8. Protection des consommateurs

La première chambre civile de la Cour de cassation a été saisie d’une QPC portant sur la conformité « des articles L. 137-2 du code de la consommation et 2224 du code civil, tels qu’interprétés par une jurisprudence constante », au droit de propriété, au droit à l’exercice d’une voie de recours ainsi qu’au principe de liberté contractuelle. Pour le demandeur, ces dispositions, telles qu’interprétées par une jurisprudence constante, devaient être déclarées contraires aux droits et libertés invoqués dès lors qu’elles fixaient, « en matière de crédit immobilier », « le point de départ du délai de prescription biennale au premier incident de paiement non régularisé ».

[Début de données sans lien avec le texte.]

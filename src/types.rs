// =============================================================================
// Shared types used across the Quorum arbitration engine
// =============================================================================

use serde::{Deserialize, Serialize};

/// Directional stance of a signal or vote.
#[derive(Debug, Clone, Copy, PartialEq, Eq, Hash, Serialize, Deserialize)]
#[serde(rename_all = "UPPERCASE")]
pub enum Action {
    Buy,
    Sell,
    Hold,
}

impl Action {
    /// BUY and SELL are directional; HOLD is not.
    pub fn is_directional(&self) -> bool {
        !matches!(self, Self::Hold)
    }

    /// Whether the two stances point in opposite directions. HOLD opposes
    /// nothing.
    pub fn opposes(&self, other: Action) -> bool {
        matches!(
            (self, other),
            (Self::Buy, Action::Sell) | (Self::Sell, Action::Buy)
        )
    }
}

impl std::fmt::Display for Action {
    fn fmt(&self, f: &mut std::fmt::Formatter<'_>) -> std::fmt::Result {
        match self {
            Self::Buy => write!(f, "BUY"),
            Self::Sell => write!(f, "SELL"),
            Self::Hold => write!(f, "HOLD"),
        }
    }
}

/// Candle timeframe a producer evaluates on. Ordering follows candle
/// duration, so `H4 > M5`.
#[derive(Debug, Clone, Copy, PartialEq, Eq, Hash, Serialize, Deserialize)]
pub enum Timeframe {
    #[serde(rename = "5m")]
    M5,
    #[serde(rename = "15m")]
    M15,
    #[serde(rename = "1h")]
    H1,
    #[serde(rename = "4h")]
    H4,
    #[serde(rename = "1d")]
    D1,
}

impl Timeframe {
    /// Candle duration in seconds.
    pub fn duration_secs(&self) -> u64 {
        match self {
            Self::M5 => 300,
            Self::M15 => 900,
            Self::H1 => 3_600,
            Self::H4 => 14_400,
            Self::D1 => 86_400,
        }
    }
}

impl PartialOrd for Timeframe {
    fn partial_cmp(&self, other: &Self) -> Option<std::cmp::Ordering> {
        Some(self.cmp(other))
    }
}

impl Ord for Timeframe {
    fn cmp(&self, other: &Self) -> std::cmp::Ordering {
        self.duration_secs().cmp(&other.duration_secs())
    }
}

impl std::fmt::Display for Timeframe {
    fn fmt(&self, f: &mut std::fmt::Formatter<'_>) -> std::fmt::Result {
        match self {
            Self::M5 => write!(f, "5m"),
            Self::M15 => write!(f, "15m"),
            Self::H1 => write!(f, "1h"),
            Self::H4 => write!(f, "4h"),
            Self::D1 => write!(f, "1d"),
        }
    }
}

/// Realized result of a closed trade.
#[derive(Debug, Clone, Copy, PartialEq, Eq, Serialize, Deserialize)]
#[serde(rename_all = "UPPERCASE")]
pub enum OutcomeKind {
    Win,
    Loss,
}

impl std::fmt::Display for OutcomeKind {
    fn fmt(&self, f: &mut std::fmt::Formatter<'_>) -> std::fmt::Result {
        match self {
            Self::Win => write!(f, "WIN"),
            Self::Loss => write!(f, "LOSS"),
        }
    }
}

#[cfg(test)]
mod tests {
    use super::*;

    #[test]
    fn timeframe_ordering_follows_duration() {
        assert!(Timeframe::H4 > Timeframe::M5);
        assert!(Timeframe::D1 > Timeframe::H4);
        assert!(Timeframe::M5 < Timeframe::M15);
    }

    #[test]
    fn action_opposition() {
        assert!(Action::Buy.opposes(Action::Sell));
        assert!(Action::Sell.opposes(Action::Buy));
        assert!(!Action::Buy.opposes(Action::Buy));
        assert!(!Action::Hold.opposes(Action::Buy));
        assert!(!Action::Buy.opposes(Action::Hold));
    }

    #[test]
    fn wire_names_roundtrip() {
        assert_eq!(serde_json::to_string(&Action::Buy).unwrap(), "\"BUY\"");
        let tf: Timeframe = serde_json::from_str("\"4h\"").unwrap();
        assert_eq!(tf, Timeframe::H4);
        assert_eq!(serde_json::to_string(&Timeframe::M5).unwrap(), "\"5m\"");
    }
}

La première chambre civile a retenu que la question posée ne faisait pas référence à une jurisprudence constante dès lors que quatre arrêts du 11 février 2016 (pourvoi n° 14-22.938 ; pourvoi n° 14-28.383 ; pourvoi n° 14-27.143 ; pourvoi n° 14-29.539 ; publié au Bulletin) situaient, conformément aux dispositions de l’article 2233 du code civil, « le point de départ du délai biennal de prescription de l’article L. 137-2 du code de la consommation […] au jour de l’échéance de chaque mensualité et au jour de la déchéance du terme pour le capital restant dû » (1re Civ., 17 février 2016, QPC n° 15-19.803). En l’absence de caractère sérieux, la première chambre civile a dit n’y avoir lieu au renvoi de cette question.